Grinstein, who led the search for Allen’s replacement, said he will help Mullin get his feet on the ground. “My role is to be a bridge, a transition,” he said.
“There will be a learning curve, but I do not think it will be steep,” Mullin said.
He said it was too early to know what changes he will make in the Atlanta-based airline, which has suffered poor employee morale and customer service problems. But he said Delta is “bent and not broken.”
Mullin, who has extensive experience in service industries, was brought in to help improve Delta’s battered service image and boost employee morale, analysts said. Although Allen oversaw a financial turnaround that led to record profit, critics said he went too far in his penny-pinching and wound up hurting customer service, once a Delta hallmark.
“Most of the heavy lifting at Delta has been done,” said Raymond Neidl, an airline analyst at Furman Selz. “Now they need someone to smooth over their relationship with employees and win back some of the customers they may have lost.”
Delta shares fell 69 cents to close at $87.06 on the New York Stock Exchange.
Before joining Unicom, Mullin was president and chief operating officer of First Chicago Corp. He also worked for Conrail.
He holds undergraduate degrees in engineering and applied physics, a graduate degree in applied math and an MBA, all from Harvard.

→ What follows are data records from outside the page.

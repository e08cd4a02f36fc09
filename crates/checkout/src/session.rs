//! Checkout of a live session cart.

use cart::{CartStore, SessionStorage};
use common::{CustomerId, OrderId};
use store::{CustomerStore, TransactionalOrderStore};
use tokio::sync::Mutex;

use crate::error::CommitError;
use crate::pipeline::OrderPipeline;

/// How a session checkout writes its records.
#[derive(Debug, Clone, Copy, Default, PartialEq, Eq)]
pub enum CommitMode {
    /// Independent writes in order; a failure can leave an orphaned order.
    #[default]
    Sequential,
    /// Sequential writes keyed by the cart snapshot, so a retry resumes
    /// the previous attempt.
    Idempotent,
    /// One store transaction.
    Atomic,
}

impl CommitMode {
    pub fn as_str(&self) -> &'static str {
        match self {
            CommitMode::Sequential => "sequential",
            CommitMode::Idempotent => "idempotent",
            CommitMode::Atomic => "atomic",
        }
    }
}

impl std::fmt::Display for CommitMode {
    fn fmt(&self, f: &mut std::fmt::Formatter<'_>) -> std::fmt::Result {
        write!(f, "{}", self.as_str())
    }
}

impl std::str::FromStr for CommitMode {
    type Err = String;

    fn from_str(s: &str) -> Result<Self, Self::Err> {
        match s.trim().to_ascii_lowercase().as_str() {
            "sequential" => Ok(CommitMode::Sequential),
            "idempotent" => Ok(CommitMode::Idempotent),
            "atomic" => Ok(CommitMode::Atomic),
            other => Err(format!("unknown commit mode: {other:?}")),
        }
    }
}

/// Checks out the cart behind `cart`.
///
/// The cart lock is held only to take the snapshot and, after a successful
/// commit, to remove what was ordered. Edits made while the commit runs are
/// kept. Any failure leaves the cart untouched so the caller can retry.
pub async fn checkout_session<S, C>(
    pipeline: &OrderPipeline<S>,
    cart: &Mutex<CartStore<C>>,
    customer_id: CustomerId,
    shipping_address: &str,
    mode: CommitMode,
) -> Result<OrderId, CommitError>
where
    S: TransactionalOrderStore + CustomerStore,
    C: SessionStorage,
{
    let snapshot = cart.lock().await.snapshot();

    let order_id = match mode {
        CommitMode::Sequential => {
            pipeline
                .commit(customer_id, &snapshot, shipping_address)
                .await?
        }
        CommitMode::Idempotent => {
            let key = snapshot.idempotency_key();
            pipeline
                .commit_idempotent(&key, customer_id, &snapshot, shipping_address)
                .await?
        }
        CommitMode::Atomic => {
            pipeline
                .commit_atomic(customer_id, &snapshot, shipping_address)
                .await?
        }
    };

    // The lock was released during the commit; keep anything changed since.
    let mut cart = cart.lock().await;
    cart.remove_ordered(&snapshot);
    tracing::debug!(%order_id, remaining = cart.len(), "ordered lines removed from session cart");
    Ok(order_id)
}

Delta has weathered turbulence since 1991, when its costly purchase of most of Pan Am’s European operations plunged it into years of financial losses. Employees took salary cuts and many were laid off as part of a cost-cutting program that Allen had instituted.
Although Delta returned to profitability in 1995, many employees felt betrayed.
“It’s a tough, tough row to hoe when you’re facing those financial conditions, and perhaps the organization did go too far,” Mullin said Friday.
He said he will emphasize customer service while keeping an eye on the bottom line. The best way to restore employee morale is to develop a winning company, he said.